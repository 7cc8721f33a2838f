//! Swap routing abstractions for liquidation.
//!
//! This module provides a trait-based abstraction over swap routing providers,
//! enabling support for multiple DEX aggregators and routing solutions.
//!
//! # Supported Routers
//!
//! - `liqd`: Liqd.ag aggregator (HyperLiquid)
//! - `uniswap_v3`: Uniswap V3 (Plasma, Arbitrum, Base, Optimism, Celo)
//!
//! # Example
//!
//! ```rust,ignore
//! use liquidator_api::swap::{SwapRouter, SwapRouterRegistry, UniswapV3Router};
//!
//! let registry = SwapRouterRegistry::new()
//!     .with_router(Arc::new(LiqdRouter::new()))
//!     .with_router(Arc::new(UniswapV3Router::new("https://rpc.plasma.to", 9745)));
//!
//! let router = registry.get_router_for_chain(9745).unwrap();
//! let route = router.get_route(params).await?;
//! ```

mod liqd;
mod uniswap_v3;

pub use liqd::LiqdRouter;
pub use uniswap_v3::{UniswapV3Router, UniswapV3Addresses, FeeTier};

use alloy::primitives::{Address, Bytes, U256};
use anyhow::Result;
use async_trait::async_trait;
use std::collections::HashMap;
use std::fmt::Debug;
use std::sync::Arc;

/// First hop's first allocation's fee tier, used only for tie-breaking.
fn first_fee(route: &SwapRoute) -> u32 {
    route
        .hops
        .first()
        .and_then(|hop| hop.allocations.first())
        .map(|a| a.fee)
        .unwrap_or(u32::MAX)
}

/// True if `(router, route)` should replace `current` as the best quote:
/// higher `expected_output`, then fewer hops, then lower fee tier, then a
/// lexicographically smaller router address.
fn is_better_route(
    router: &Arc<dyn SwapRouter>,
    route: &SwapRoute,
    current: Option<&(Arc<dyn SwapRouter>, SwapRoute)>,
) -> bool {
    let Some((current_router, current_route)) = current else {
        return true;
    };
    match route.expected_output.cmp(&current_route.expected_output) {
        std::cmp::Ordering::Greater => true,
        std::cmp::Ordering::Less => false,
        std::cmp::Ordering::Equal => match route.hops.len().cmp(&current_route.hops.len()) {
            std::cmp::Ordering::Less => true,
            std::cmp::Ordering::Greater => false,
            std::cmp::Ordering::Equal => {
                match first_fee(route).cmp(&first_fee(current_route)) {
                    std::cmp::Ordering::Less => true,
                    std::cmp::Ordering::Greater => false,
                    std::cmp::Ordering::Equal => {
                        router.router_address() < current_router.router_address()
                    }
                }
            }
        },
    }
}

/// Parameters for requesting a swap route.
#[derive(Debug, Clone)]
pub struct SwapParams {
    /// Input token address
    pub token_in: Address,
    /// Output token address
    pub token_out: Address,
    /// Input amount (raw, with decimals)
    pub amount_in: U256,
    /// Decimals of input token
    pub decimals_in: u8,
    /// Whether to allow multi-hop routing
    pub multi_hop: bool,
    /// Slippage tolerance in basis points (e.g., 50 = 0.5%)
    pub slippage_bps: u16,
    /// Optional recipient address (defaults to sender)
    pub recipient: Option<Address>,
}

impl SwapParams {
    /// Create new swap parameters with defaults.
    pub fn new(token_in: Address, token_out: Address, amount_in: U256, decimals_in: u8) -> Self {
        Self {
            token_in,
            token_out,
            amount_in,
            decimals_in,
            multi_hop: true,
            slippage_bps: 50, // 0.5% default
            recipient: None,
        }
    }

    /// Set multi-hop preference.
    pub fn with_multi_hop(mut self, multi_hop: bool) -> Self {
        self.multi_hop = multi_hop;
        self
    }

    /// Set slippage tolerance.
    pub fn with_slippage_bps(mut self, slippage_bps: u16) -> Self {
        self.slippage_bps = slippage_bps;
        self
    }

    /// Set recipient address.
    pub fn with_recipient(mut self, recipient: Address) -> Self {
        self.recipient = Some(recipient);
        self
    }
}

/// Computed swap route from a router.
#[derive(Debug, Clone, Default)]
pub struct SwapRoute {
    /// Input token
    pub token_in: Address,
    /// Output token
    pub token_out: Address,
    /// Input amount
    pub amount_in: U256,
    /// Expected output amount
    pub expected_output: U256,
    /// Minimum output amount (after slippage)
    pub min_output: U256,
    /// Swap hops
    pub hops: Vec<SwapHop>,
    /// All tokens in the path
    pub tokens: Vec<Address>,
    /// Price impact percentage (if available)
    pub price_impact: Option<f64>,
    /// Expected input value in USD
    pub expected_input_usd: Option<f64>,
    /// Expected output value in USD
    pub expected_output_usd: Option<f64>,
    /// Router-specific encoded calldata (if available)
    pub encoded_calldata: Option<Bytes>,
}

impl SwapRoute {
    /// Check if this is a direct swap (single hop).
    pub fn is_direct(&self) -> bool {
        self.hops.len() == 1
    }

    /// Get total number of allocations across all hops.
    pub fn total_allocations(&self) -> usize {
        self.hops.iter().map(|h| h.allocations.len()).sum()
    }

    /// Check if the route is profitable based on USD values.
    pub fn is_profitable(&self) -> bool {
        match (self.expected_input_usd, self.expected_output_usd) {
            (Some(input), Some(output)) => output > input,
            _ => true, // Assume profitable if we can't calculate
        }
    }
}

/// A single hop in the swap route.
#[derive(Debug, Clone)]
pub struct SwapHop {
    /// Allocations in this hop (can be split across multiple pools)
    pub allocations: Vec<SwapAllocation>,
}

/// Single allocation within a hop.
#[derive(Debug, Clone)]
pub struct SwapAllocation {
    /// Input token for this allocation
    pub token_in: Address,
    /// Output token for this allocation
    pub token_out: Address,
    /// Router/DEX index
    pub router_index: u8,
    /// Fee tier (in hundredths of basis points, e.g., 3000 = 0.3%)
    pub fee: u32,
    /// Amount in (scaled to token decimals)
    pub amount_in: U256,
    /// Whether this is a stable pool
    pub stable: bool,
}

/// Trait for swap routing providers.
///
/// Implement this trait to add support for a new DEX aggregator or routing solution.
#[async_trait]
pub trait SwapRouter: Send + Sync + Debug {
    /// Get the router identifier (e.g., "liqd", "1inch").
    fn router_id(&self) -> &str;

    /// Get supported chain IDs.
    fn supported_chains(&self) -> &[u64];

    /// Check if this router supports a specific chain.
    fn supports_chain(&self, chain_id: u64) -> bool {
        self.supported_chains().contains(&chain_id)
    }

    /// Get a swap route for the given parameters.
    async fn get_route(&self, params: SwapParams) -> Result<SwapRoute>;

    /// On-chain router/aggregator contract address, used only as a
    /// deterministic tie-break when two routers quote the same output.
    /// Off-chain aggregators with no single router contract can leave this
    /// at the default.
    fn router_address(&self) -> Address {
        Address::ZERO
    }

    /// Get a swap route with caching (if supported).
    /// Implementations should provide caching logic if beneficial.
    async fn get_route_cached(&self, params: SwapParams) -> Result<SwapRoute>;

    /// Encode a swap route into calldata for execution.
    /// Some routers provide pre-encoded calldata, others need encoding.
    fn encode_route(&self, route: &SwapRoute) -> Result<Bytes>;

    /// Create a fallback direct route (for when the API is unavailable).
    fn create_direct_route(
        &self,
        token_in: Address,
        token_out: Address,
        amount_in: U256,
    ) -> SwapRoute {
        let allocation = SwapAllocation {
            token_in,
            token_out,
            router_index: 0,
            fee: 3000, // 0.3% default
            amount_in,
            stable: false,
        };

        SwapRoute {
            token_in,
            token_out,
            amount_in,
            expected_output: amount_in, // Assume 1:1 for fallback
            min_output: amount_in * U256::from(995) / U256::from(1000), // 0.5% slippage
            hops: vec![SwapHop {
                allocations: vec![allocation],
            }],
            tokens: vec![token_in, token_out],
            price_impact: None,
            expected_input_usd: None,
            expected_output_usd: None,
            encoded_calldata: None,
        }
    }
}

/// Registry for managing multiple swap routers.
///
/// Allows selecting the appropriate router based on chain ID and
/// provides fallback routing when preferred routers fail.
#[derive(Debug, Default)]
pub struct SwapRouterRegistry {
    /// Routers indexed by chain ID
    routers: HashMap<u64, Vec<Arc<dyn SwapRouter>>>,
    /// Default router for unknown chains
    default_router: Option<Arc<dyn SwapRouter>>,
}

impl SwapRouterRegistry {
    /// Create a new empty registry.
    pub fn new() -> Self {
        Self::default()
    }

    /// Add a router to the registry.
    pub fn with_router(mut self, router: Arc<dyn SwapRouter>) -> Self {
        for chain_id in router.supported_chains() {
            self.routers
                .entry(*chain_id)
                .or_default()
                .push(Arc::clone(&router));
        }
        self
    }

    /// Set the default router for unknown chains.
    pub fn with_default(mut self, router: Arc<dyn SwapRouter>) -> Self {
        self.default_router = Some(router);
        self
    }

    /// Get routers for a specific chain.
    pub fn get_routers_for_chain(&self, chain_id: u64) -> Vec<Arc<dyn SwapRouter>> {
        self.routers
            .get(&chain_id)
            .cloned()
            .unwrap_or_default()
    }

    /// Get the primary router for a chain.
    pub fn get_router_for_chain(&self, chain_id: u64) -> Option<Arc<dyn SwapRouter>> {
        self.routers
            .get(&chain_id)
            .and_then(|r| r.first().cloned())
            .or_else(|| self.default_router.clone())
    }

    /// Quote every configured router for the chain and pick the highest
    /// `amountOut`. Ties (equal `expected_output`) break first on fewer
    /// hops, then on lower first-hop fee tier, then on lexicographically
    /// smaller router address — in that order — so route selection is
    /// reproducible across repeated runs with the same router set. Only
    /// falls through to an error once every quoter has failed.
    pub async fn get_route_with_fallback(
        &self,
        chain_id: u64,
        params: SwapParams,
    ) -> Result<SwapRoute> {
        let routers = self.get_routers_for_chain(chain_id);

        if routers.is_empty() {
            if let Some(default) = &self.default_router {
                return default.get_route(params).await;
            }
            anyhow::bail!("No router available for chain {}", chain_id);
        }

        let quotes = futures::future::join_all(routers.iter().map(|router| {
            let router = Arc::clone(router);
            let params = params.clone();
            async move {
                let result = router.get_route_cached(params).await;
                (router, result)
            }
        }))
        .await;

        let mut best: Option<(Arc<dyn SwapRouter>, SwapRoute)> = None;
        let mut last_error = None;
        for (router, result) in quotes {
            match result {
                Ok(route) => {
                    if is_better_route(&router, &route, best.as_ref()) {
                        best = Some((router, route));
                    }
                }
                Err(e) => {
                    tracing::warn!(
                        router = router.router_id(),
                        chain_id = chain_id,
                        error = %e,
                        "Router quote failed"
                    );
                    last_error = Some(e);
                }
            }
        }

        match best {
            Some((_, route)) => Ok(route),
            None => Err(last_error.unwrap_or_else(|| anyhow::anyhow!("No routers available"))),
        }
    }
}

#[cfg(test)]
mod tests {
    use super::*;

    #[test]
    fn test_swap_params_builder() {
        let params = SwapParams::new(
            Address::ZERO,
            Address::repeat_byte(1),
            U256::from(1000),
            18,
        )
        .with_multi_hop(false)
        .with_slippage_bps(100);

        assert!(!params.multi_hop);
        assert_eq!(params.slippage_bps, 100);
    }

    #[test]
    fn test_swap_route_helpers() {
        let route = SwapRoute {
            token_in: Address::ZERO,
            token_out: Address::repeat_byte(1),
            amount_in: U256::from(1000),
            expected_output: U256::from(990),
            min_output: U256::from(985),
            hops: vec![SwapHop {
                allocations: vec![SwapAllocation {
                    token_in: Address::ZERO,
                    token_out: Address::repeat_byte(1),
                    router_index: 0,
                    fee: 3000,
                    amount_in: U256::from(1000),
                    stable: false,
                }],
            }],
            tokens: vec![Address::ZERO, Address::repeat_byte(1)],
            price_impact: Some(0.1),
            expected_input_usd: Some(100.0),
            expected_output_usd: Some(99.0),
            encoded_calldata: None,
        };

        assert!(route.is_direct());
        assert_eq!(route.total_allocations(), 1);
        assert!(!route.is_profitable()); // 99 < 100
    }
}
+ + +
Among the lines of the data, identify those with the word "false". Copy each of them.

        std::cmp::Ordering::Less => false,
            std::cmp::Ordering::Greater => false,
                    std::cmp::Ordering::Greater => false,
            stable: false,
        .with_multi_hop(false)
                    stable: false,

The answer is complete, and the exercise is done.